Ce résumé, trop bref pour être honnête, permet d’aller droit au but : « l’erreur tient peut-être à une adhésion excessive au règles », qu’elles fussent classiques ou modernes.
Après cet article, Colon Rowe, moderne parmi les modernes, plus moderne que les modernes, « absolument moderne »[4], ne cessera pas de miner les fondations de l’architecture moderne. Il sera de tous les mauvais coups portés aux dogmes modernes : contre le plan libre ; contre la table rase ; contre la transparence littérale ; contre l’amnésie ; contre la ville uniforme…
Ardent promoteur du collage éclectique, on ne lui doit aucun système logique de l’architecture[5], aucune machine théorique de précision horlogère, aucune somme téléologique qui vous diraient les fins dernières de l’architecture. Même au sein d’un même article de quelques pages, même rigoureusement construit, il peut plaider à charge et à décharge, se contredire et se dédire. De son œuvre on retient surtout ses outils : le télescopage transhistorique ; le bricolage intellectuel ; l’audace hypothétique, la précision analytique et la fortune critique. Si l’architecture moderne a survécu à ses assauts, elle n’en est jamais sortie indemne.

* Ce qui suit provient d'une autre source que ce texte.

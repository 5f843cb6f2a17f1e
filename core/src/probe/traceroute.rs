//! Approximated traceroute.
//!
//! Intermediate routers are never identified: each "hop" is one more timed
//! reachability check against the final target. The destination counts as reached
//! at the first successful check once the hop counter has passed the configured
//! threshold. Summaries are always flagged as approximated.

use std::net::SocketAddr;

use async_trait::async_trait;
use netlens_common::error::ProbeError;
use netlens_common::probe::event::Observation;
use netlens_common::probe::request::TracerouteParams;
use netlens_common::probe::result::{ProbeOutcome, RunStatus, Summary};

use super::{Probe, RunContext};

pub struct TracerouteProbe {
    params: TracerouteParams,
}

impl TracerouteProbe {
    pub fn new(params: TracerouteParams) -> Self {
        Self { params }
    }
}

#[async_trait]
impl Probe for TracerouteProbe {
    async fn run(&self, ctx: &mut RunContext) -> Result<ProbeOutcome, ProbeError> {
        let TracerouteParams {
            max_hops,
            reach_threshold,
            hop_timeout,
            delay,
            port,
        } = self.params;

        let addr = SocketAddr::new(ctx.resolve_first(hop_timeout).await?, port);

        for hop in 1..=max_hops {
            ctx.checkpoint()?;

            match ctx.transport().reach(addr, hop_timeout).await {
                Ok(latency) => {
                    let reached = hop >= reach_threshold;
                    ctx.record(
                        hop,
                        Observation::Hop {
                            hop,
                            latency: Some(latency),
                            reached,
                        },
                    );
                    if reached {
                        return Ok(ProbeOutcome::new(
                            RunStatus::Completed,
                            Summary::Traceroute {
                                hops: hop,
                                reached: true,
                                approximated: true,
                            },
                        ));
                    }
                }
                Err(e) => ctx.record_error(
                    hop,
                    Observation::Hop {
                        hop,
                        latency: None,
                        reached: false,
                    },
                    &e,
                ),
            }

            if hop < max_hops {
                ctx.pause(delay).await?;
            }
        }

        Ok(ProbeOutcome::new(
            RunStatus::PartiallyCompleted,
            Summary::Traceroute {
                hops: max_hops,
                reached: false,
                approximated: true,
            },
        ))
    }
}

// ╔════════════════════════════════════════════╗
// ║ ████████╗███████╗███████╗████████╗███████╗ ║
// ║ ╚══██╔══╝██╔════╝██╔════╝╚══██╔══╝██╔════╝ ║
// ║    ██║   █████╗  ███████╗   ██║   ███████╗ ║
// ║    ██║   ██╔══╝  ╚════██║   ██║   ╚════██║ ║
// ║    ██║   ███████╗███████║   ██║   ███████║ ║
// ║    ╚═╝   ╚══════╝╚══════╝   ╚═╝   ╚══════╝ ║
// ╚════════════════════════════════════════════╝
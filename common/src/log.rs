//! Logging shorthands shared by every crate in the workspace.
//!
//! All of them forward to `tracing`. `success!` is an `INFO` event on a
//! dedicated target so terminal formatters can give it its own symbol.

pub const SUCCESS_TARGET: &str = "netlens::success";
pub const PRINT_TARGET: &str = "netlens::print";

#[macro_export]
macro_rules! success {
    ($($arg:tt)*) => {
        ::tracing::info!(target: "netlens::success", $($arg)*)
    };
}

#[macro_export]
macro_rules! info {
    ($($arg:tt)*) => {
        ::tracing::info!($($arg)*)
    };
}

#[macro_export]
macro_rules! warn {
    ($($arg:tt)*) => {
        ::tracing::warn!($($arg)*)
    };
}

#[macro_export]
macro_rules! error {
    ($($arg:tt)*) => {
        ::tracing::error!($($arg)*)
    };
}
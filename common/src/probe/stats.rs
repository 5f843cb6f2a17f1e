//! # Aggregate statistics
//!
//! Statistics are only ever computed over successful latency samples. An empty
//! sample set is represented explicitly as [`AggregateStatistics::NoData`], so no
//! caller can observe a mean computed over zero values.

use std::fmt;
use std::time::Duration;

use super::event::ProbeEvent;

#[derive(Debug, Clone, Copy, PartialEq, Eq, PartialOrd, Ord)]
pub enum QualityRating {
    Excellent,
    Good,
    Fair,
    Poor,
}

impl QualityRating {
    pub fn from_latency(mean: Duration) -> Self {
        match mean.as_secs_f64() * 1000.0 {
            ms if ms < 50.0 => QualityRating::Excellent,
            ms if ms < 100.0 => QualityRating::Good,
            ms if ms < 200.0 => QualityRating::Fair,
            _ => QualityRating::Poor,
        }
    }
}

impl fmt::Display for QualityRating {
    fn fmt(&self, f: &mut fmt::Formatter<'_>) -> fmt::Result {
        let label = match self {
            QualityRating::Excellent => "Excellent",
            QualityRating::Good => "Good",
            QualityRating::Fair => "Fair",
            QualityRating::Poor => "Poor",
        };
        f.write_str(label)
    }
}

#[derive(Debug, Clone, Copy, PartialEq, Eq)]
pub struct LatencyStats {
    pub count: usize,
    pub min: Duration,
    pub max: Duration,
    pub mean: Duration,
}

#[derive(Debug, Clone, Copy, PartialEq, Eq, Default)]
pub enum AggregateStatistics {
    #[default]
    NoData,
    Latency(LatencyStats),
}

impl AggregateStatistics {
    pub fn from_samples(samples: &[Duration]) -> Self {
        let (Some(min), Some(max)) = (samples.iter().min(), samples.iter().max()) else {
            return AggregateStatistics::NoData;
        };

        let total: Duration = samples.iter().sum();
        AggregateStatistics::Latency(LatencyStats {
            count: samples.len(),
            min: *min,
            max: *max,
            mean: total / samples.len() as u32,
        })
    }

    /// Collects the latency of every successful event and aggregates it.
    pub fn from_events<'a>(events: impl IntoIterator<Item = &'a ProbeEvent>) -> Self {
        let samples: Vec<Duration> = events
            .into_iter()
            .filter(|event| event.is_success())
            .filter_map(ProbeEvent::latency)
            .collect();
        Self::from_samples(&samples)
    }

    pub fn latency(&self) -> Option<&LatencyStats> {
        match self {
            AggregateStatistics::NoData => None,
            AggregateStatistics::Latency(stats) => Some(stats),
        }
    }

    pub fn quality(&self) -> Option<QualityRating> {
        self.latency()
            .map(|stats| QualityRating::from_latency(stats.mean))
    }
}

impl fmt::Display for AggregateStatistics {
    fn fmt(&self, f: &mut fmt::Formatter<'_>) -> fmt::Result {
        match self {
            AggregateStatistics::NoData => f.write_str("no data"),
            AggregateStatistics::Latency(stats) => write!(
                f,
                "min {:.1} ms, max {:.1} ms, avg {:.1} ms over {} samples",
                stats.min.as_secs_f64() * 1000.0,
                stats.max.as_secs_f64() * 1000.0,
                stats.mean.as_secs_f64() * 1000.0,
                stats.count
            ),
        }
    }
}

/// Megabits per second for `bytes` moved in `elapsed`.
///
/// A zero duration is clamped to one microsecond.
pub fn mbps(bytes: u64, elapsed: Duration) -> f64 {
    let seconds = elapsed.as_secs_f64().max(1e-6);
    (bytes as f64 * 8.0) / seconds / 1_000_000.0
}

// ╔════════════════════════════════════════════╗
// ║ ████████╗███████╗███████╗████████╗███████╗ ║
// ║ ╚══██╔══╝██╔════╝██╔════╝╚══██╔══╝██╔════╝ ║
// ║    ██║   █████╗  ███████╗   ██║   ███████╗ ║
// ║    ██║   ██╔══╝  ╚════██║   ██║   ╚════██║ ║
// ║    ██║   ███████╗███████║   ██║   ███████║ ║
// ║    ╚═╝   ╚══════╝╚══════╝   ╚═╝   ╚══════╝ ║
// ╚════════════════════════════════════════════╝

#[cfg(test)]
mod tests {
    use super::*;

    fn ms(value: u64) -> Duration {
        Duration::from_millis(value)
    }

    #[test]
    fn quality_thresholds() {
        assert_eq!(QualityRating::from_latency(ms(0)), QualityRating::Excellent);
        assert_eq!(QualityRating::from_latency(ms(49)), QualityRating::Excellent);
        assert_eq!(QualityRating::from_latency(ms(50)), QualityRating::Good);
        assert_eq!(QualityRating::from_latency(ms(99)), QualityRating::Good);
        assert_eq!(QualityRating::from_latency(ms(100)), QualityRating::Fair);
        assert_eq!(QualityRating::from_latency(ms(199)), QualityRating::Fair);
        assert_eq!(QualityRating::from_latency(ms(200)), QualityRating::Poor);
        assert_eq!(QualityRating::from_latency(ms(5000)), QualityRating::Poor);
    }

    #[test]
    fn quality_never_improves_as_latency_grows() {
        let mut previous = QualityRating::Excellent;
        for value in (0..400).step_by(5) {
            let rating = QualityRating::from_latency(ms(value));
            assert!(rating >= previous);
            previous = rating;
        }
    }

    #[test]
    fn empty_samples_yield_no_data() {
        let stats = AggregateStatistics::from_samples(&[]);
        assert_eq!(stats, AggregateStatistics::NoData);
        assert_eq!(stats.quality(), None);
    }

    #[test]
    fn min_max_mean() {
        let stats = AggregateStatistics::from_samples(&[ms(10), ms(30), ms(20)]);
        let latency = stats.latency().unwrap();
        assert_eq!(latency.count, 3);
        assert_eq!(latency.min, ms(10));
        assert_eq!(latency.max, ms(30));
        assert_eq!(latency.mean, ms(20));
        assert_eq!(stats.quality(), Some(QualityRating::Excellent));
    }

    #[test]
    fn mbps_uses_bits_over_seconds() {
        let rate = mbps(1024 * 1024, Duration::from_secs(1));
        assert!((rate - 8.388608).abs() < 1e-9);
        assert!(mbps(1024, Duration::ZERO).is_finite());
    }
}
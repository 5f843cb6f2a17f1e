//! # netlens common
//!
//! Shared vocabulary for the diagnostics engine: the request/event/result model,
//! the error taxonomy, configuration, and the traits that sit at the seams
//! between probes and the outside world ([`transport::Transport`],
//! [`transport::HttpClient`], [`sink::ResultSink`]).
//!
//! Nothing in here performs I/O on its own except [`config::load_config`].

pub mod config;
pub mod error;
pub mod log;
pub mod network;
pub mod probe;
pub mod sink;
pub mod transport;
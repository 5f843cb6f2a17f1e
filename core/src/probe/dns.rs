//! DNS probe.
//!
//! **Forward:** every resolved address is reported with its family, then checked
//! for reachability, then the first address is reverse-resolved for its canonical
//! name. **Reverse:** metadata for one address, no sub-checks.

use std::net::{IpAddr, SocketAddr};

use async_trait::async_trait;
use netlens_common::error::ProbeError;
use netlens_common::network::address::{AddressClass, IpFamily};
use netlens_common::probe::event::Observation;
use netlens_common::probe::request::{DnsMode, DnsParams};
use netlens_common::probe::result::{ProbeOutcome, RunStatus, Summary};
use tracing::debug;

use super::{Probe, RunContext};

pub struct DnsProbe {
    params: DnsParams,
}

impl DnsProbe {
    pub fn new(params: DnsParams) -> Self {
        Self { params }
    }

    async fn forward(&self, ctx: &mut RunContext) -> Result<ProbeOutcome, ProbeError> {
        let addrs = ctx.resolve(self.params.resolve_timeout).await?;
        let mut step: u32 = 0;

        for addr in &addrs {
            step += 1;
            ctx.record(
                step,
                Observation::Address {
                    addr: *addr,
                    family: IpFamily::of(addr),
                },
            );
        }

        let mut reachable = 0;
        for addr in &addrs {
            ctx.checkpoint()?;
            step += 1;

            let socket = SocketAddr::new(*addr, self.params.port);
            match ctx.transport().reach(socket, self.params.reach_timeout).await {
                Ok(latency) => {
                    reachable += 1;
                    ctx.record(
                        step,
                        Observation::Reachability {
                            addr: *addr,
                            latency: Some(latency),
                        },
                    );
                }
                Err(e) => ctx.record_error(
                    step,
                    Observation::Reachability {
                        addr: *addr,
                        latency: None,
                    },
                    &e,
                ),
            }
        }

        ctx.checkpoint()?;
        step += 1;
        let Some(&first) = addrs.first() else {
            return Err(ProbeError::resolution(ctx.target(), "no addresses found"));
        };
        let canonical = self.canonical_name(ctx, first).await;
        let hostname = ctx.target().to_string();
        ctx.record(
            step,
            Observation::Hostname {
                addr: first,
                hostname,
                canonical: canonical.clone(),
                class: AddressClass::of(&first),
            },
        );

        let status = if reachable == addrs.len() {
            RunStatus::Completed
        } else {
            RunStatus::PartiallyCompleted
        };

        Ok(ProbeOutcome::new(
            status,
            Summary::Dns {
                mode: DnsMode::Forward,
                addresses: addrs,
                canonical_name: Some(canonical),
            },
        ))
    }

    /// PTR name of `addr`, or its literal form when there is none.
    async fn canonical_name(&self, ctx: &RunContext, addr: IpAddr) -> String {
        match ctx
            .transport()
            .reverse(addr, self.params.resolve_timeout)
            .await
        {
            Ok(name) => name,
            Err(e) => {
                debug!("No canonical name for {addr}: {e}");
                addr.to_string()
            }
        }
    }

    async fn reverse(&self, ctx: &mut RunContext) -> Result<ProbeOutcome, ProbeError> {
        let addr = ctx.resolve_first(self.params.resolve_timeout).await?;
        ctx.checkpoint()?;

        let hostname = self.canonical_name(ctx, addr).await;

        ctx.record(
            1,
            Observation::Hostname {
                addr,
                hostname: hostname.clone(),
                canonical: hostname.clone(),
                class: AddressClass::of(&addr),
            },
        );

        Ok(ProbeOutcome::new(
            RunStatus::Completed,
            Summary::Dns {
                mode: DnsMode::Reverse,
                addresses: vec![addr],
                canonical_name: Some(hostname),
            },
        ))
    }
}

#[async_trait]
impl Probe for DnsProbe {
    async fn run(&self, ctx: &mut RunContext) -> Result<ProbeOutcome, ProbeError> {
        match self.params.mode {
            DnsMode::Forward => self.forward(ctx).await,
            DnsMode::Reverse => self.reverse(ctx).await,
        }
    }
}

// ╔════════════════════════════════════════════╗
// ║ ████████╗███████╗███████╗████████╗███████╗ ║
// ║ ╚══██╔══╝██╔════╝██╔════╝╚══██╔══╝██╔════╝ ║
// ║    ██║   █████╗  ███████╗   ██║   ███████╗ ║
// ║    ██║   ██╔══╝  ╚════██║   ██║   ╚════██║ ║
// ║    ██║   ███████╗███████║   ██║   ███████║ ║
// ║    ╚═╝   ╚══════╝╚══════╝   ╚═╝   ╚══════╝ ║
// ╚════════════════════════════════════════════╝
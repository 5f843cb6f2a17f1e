//! # Run results
//!
//! A probe reports a [`ProbeOutcome`] (status plus a kind-specific [`Summary`]);
//! the engine wraps it together with the recorded events into the terminal
//! [`RunResult`].

use std::fmt;
use std::net::IpAddr;
use std::time::Duration;

use crate::error::EventError;

use super::event::ProbeEvent;
use super::request::DnsMode;
use super::stats::{AggregateStatistics, QualityRating};
use super::{ProbeKind, RunHandle};

#[derive(Debug, Clone, Copy, PartialEq, Eq, Hash)]
pub enum RunStatus {
    Completed,
    PartiallyCompleted,
    Failed,
    Cancelled,
}

impl RunStatus {
    /// Status of a run made of `attempted` independent steps, `succeeded` of which
    /// went through.
    pub fn from_steps(succeeded: usize, attempted: usize) -> Self {
        if attempted == 0 || succeeded == 0 {
            RunStatus::Failed
        } else if succeeded < attempted {
            RunStatus::PartiallyCompleted
        } else {
            RunStatus::Completed
        }
    }
}

impl fmt::Display for RunStatus {
    fn fmt(&self, f: &mut fmt::Formatter<'_>) -> fmt::Result {
        let label = match self {
            RunStatus::Completed => "Completed",
            RunStatus::PartiallyCompleted => "PartiallyCompleted",
            RunStatus::Failed => "Failed",
            RunStatus::Cancelled => "Cancelled",
        };
        f.write_str(label)
    }
}

#[derive(Debug, Clone, Copy, PartialEq, Eq)]
pub struct OpenPort {
    pub port: u16,
    pub service: Option<&'static str>,
}

impl fmt::Display for OpenPort {
    fn fmt(&self, f: &mut fmt::Formatter<'_>) -> fmt::Result {
        match self.service {
            Some(name) => write!(f, "{} ({name})", self.port),
            None => write!(f, "{}", self.port),
        }
    }
}

#[derive(Debug, Clone, PartialEq)]
pub enum Summary {
    Ping {
        attempts: u32,
        successes: u32,
        quality: Option<QualityRating>,
    },
    Dns {
        mode: DnsMode,
        addresses: Vec<IpAddr>,
        canonical_name: Option<String>,
    },
    PortScan {
        scanned: usize,
        open: Vec<OpenPort>,
        closed: usize,
    },
    Traceroute {
        hops: u32,
        reached: bool,
        /// Always true: hops are reachability checks, not TTL-limited probes.
        approximated: bool,
    },
    Throughput {
        latency: Option<Duration>,
        download_mbps: Option<f64>,
        upload_mbps: Option<f64>,
    },
}

impl fmt::Display for Summary {
    fn fmt(&self, f: &mut fmt::Formatter<'_>) -> fmt::Result {
        match self {
            Summary::Ping {
                attempts,
                successes,
                quality,
            } => {
                write!(f, "{successes}/{attempts} successful")?;
                if let Some(quality) = quality {
                    write!(f, ", quality {quality}")?;
                }
                Ok(())
            }
            Summary::Dns {
                mode: DnsMode::Forward,
                addresses,
                canonical_name,
            } => {
                write!(f, "{} address(es)", addresses.len())?;
                if let Some(name) = canonical_name {
                    write!(f, ", canonical name {name}")?;
                }
                Ok(())
            }
            Summary::Dns {
                mode: DnsMode::Reverse,
                canonical_name,
                ..
            } => match canonical_name {
                Some(name) => write!(f, "reverse lookup: {name}"),
                None => f.write_str("reverse lookup: no name"),
            },
            Summary::PortScan { scanned, open, .. } => {
                write!(f, "{}/{scanned} open", open.len())?;
                if !open.is_empty() {
                    let list: Vec<String> = open.iter().map(OpenPort::to_string).collect();
                    write!(f, ": {}", list.join(", "))?;
                }
                Ok(())
            }
            Summary::Traceroute {
                hops,
                reached,
                approximated,
            } => {
                let outcome = if *reached { "reached" } else { "not reached" };
                write!(f, "destination {outcome} after {hops} hop(s)")?;
                if *approximated {
                    f.write_str(" (approximated)")?;
                }
                Ok(())
            }
            Summary::Throughput {
                latency,
                download_mbps,
                upload_mbps,
            } => {
                let mut parts = Vec::new();
                if let Some(latency) = latency {
                    parts.push(format!("latency {} ms", latency.as_millis()));
                }
                if let Some(rate) = download_mbps {
                    parts.push(format!("download {rate:.2} Mbps"));
                }
                if let Some(rate) = upload_mbps {
                    parts.push(format!("upload {rate:.2} Mbps"));
                }
                if parts.is_empty() {
                    f.write_str("no stage succeeded")
                } else {
                    f.write_str(&parts.join(", "))
                }
            }
        }
    }
}

/// What a probe hands back when it runs to its natural end.
#[derive(Debug, Clone, PartialEq)]
pub struct ProbeOutcome {
    pub status: RunStatus,
    pub summary: Summary,
}

impl ProbeOutcome {
    pub fn new(status: RunStatus, summary: Summary) -> Self {
        Self { status, summary }
    }
}

#[derive(Debug, Clone, PartialEq)]
pub struct RunResult {
    pub run: RunHandle,
    pub kind: ProbeKind,
    pub target: String,
    pub status: RunStatus,
    pub statistics: AggregateStatistics,
    /// Absent when the run was cancelled or failed before the probe could summarize.
    pub summary: Option<Summary>,
    pub events: Vec<ProbeEvent>,
    pub elapsed: Duration,
    pub error: Option<EventError>,
}

impl RunResult {
    pub fn quality(&self) -> Option<QualityRating> {
        self.statistics.quality()
    }
}

impl fmt::Display for RunResult {
    fn fmt(&self, f: &mut fmt::Formatter<'_>) -> fmt::Result {
        write!(f, "{} {} {}: {}", self.run, self.kind, self.target, self.status)?;
        if let Some(summary) = &self.summary {
            write!(f, ", {summary}")?;
        }
        if let Some(err) = &self.error {
            write!(f, " ({err})")?;
        }
        Ok(())
    }
}

// ╔════════════════════════════════════════════╗
// ║ ████████╗███████╗███████╗████████╗███████╗ ║
// ║ ╚══██╔══╝██╔════╝██╔════╝╚══██╔══╝██╔════╝ ║
// ║    ██║   █████╗  ███████╗   ██║   ███████╗ ║
// ║    ██║   ██╔══╝  ╚════██║   ██║   ╚════██║ ║
// ║    ██║   ███████╗███████║   ██║   ███████║ ║
// ║    ╚═╝   ╚══════╝╚══════╝   ╚═╝   ╚══════╝ ║
// ╚════════════════════════════════════════════╝
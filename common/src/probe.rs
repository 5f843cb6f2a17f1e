//! # Probe data model
//!
//! * [`request`]: what the caller asks for. Immutable once submitted.
//! * [`event`]: one observation made while a run is in flight.
//! * [`result`]: the terminal record that closes a run.
//! * [`stats`]: aggregates derived from successful events only.

pub mod event;
pub mod request;
pub mod result;
pub mod stats;

use std::fmt;

/// Identifies one probe execution inside an engine. Never reused.
#[derive(Debug, Clone, Copy, PartialEq, Eq, Hash, PartialOrd, Ord)]
pub struct RunHandle(u64);

impl RunHandle {
    pub fn new(id: u64) -> Self {
        Self(id)
    }

    pub fn id(&self) -> u64 {
        self.0
    }
}

impl fmt::Display for RunHandle {
    fn fmt(&self, f: &mut fmt::Formatter<'_>) -> fmt::Result {
        write!(f, "run-{}", self.0)
    }
}

#[derive(Debug, Clone, Copy, PartialEq, Eq, Hash)]
pub enum ProbeKind {
    Ping,
    Dns,
    PortScan,
    Traceroute,
    Throughput,
}

impl fmt::Display for ProbeKind {
    fn fmt(&self, f: &mut fmt::Formatter<'_>) -> fmt::Result {
        let name = match self {
            ProbeKind::Ping => "ping",
            ProbeKind::Dns => "dns",
            ProbeKind::PortScan => "port scan",
            ProbeKind::Traceroute => "traceroute",
            ProbeKind::Throughput => "throughput",
        };
        f.write_str(name)
    }
}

Dès lors il importe peu de savoir ce que Colin Rowe a vraiment voulu dire dans tel ou tel de ses articles. Il est plus fécond, en premières lectures, de le suivre pas à pas dans l’une ou l’autre de ses brillantes analyses. Quand même il convoque des concepts abstraits, son propos se tient au plus près de la forme qu’il analyse, de la composition qu’il dissèque et des effets perceptifs qui s’ensuivent. Ce sont toujours des analyses techniques – si on veut bien débarrasser cet adjectif de ses connotions scientifiques : ce sont des mises au jour de savoir-faire implicites, de petits secrets d’ateliers : « si tu fais un plan libre, alors, entre un plancher lisse et un plafond bas, tu ne vas pas pouvoir focaliser l’attention du visiteur sur un seul point… »
Plutôt que de vouloir résumer, en quelques paragraphes, ce qu’il écrit en une quinzaine de pages – j’en ai plus haut fait l’expérience, pour la bonne cause – il vaut mieux expliquer, expliciter, déplier en quelques paragraphes, ce qu’il écrit en quelques lignes incisives.
À vous lire.
Ci-joint un brève présentation des villas que je souhaites vous faire étudier.
Ci-joint la brève analyse d’une maison moderne.
[1]Ce raisonnement est vicié, depuis que Kant a montré que la beauté n’a rien à voir avec la perfection. On y reviendra dans d’autres courriers. Mais en première analyse il montre l’ampleur de la tâche.
[2] Sybil Moholy-Nagy, « Conférence à Pittsburg », Charrette, 1963, cité par Manfredo Tafuri, Théories et histoire de l’architecture, 1976, p.22.
[3] L’éclectisme, qui consiste à s’inspirer de sources variées, peut être considérée comme la phase terminale de l’académisme.
[4] Arthur Rimbaud, Une saison en enfer, 1873.
[5] Ce titre, utilisé ici par dérision, est la traduction française malheureuse d’un titre de Christian Norberg-Schulz, Intentions in Architecture, 1962. Mais il y a bien un esprit de système chez cet auteur.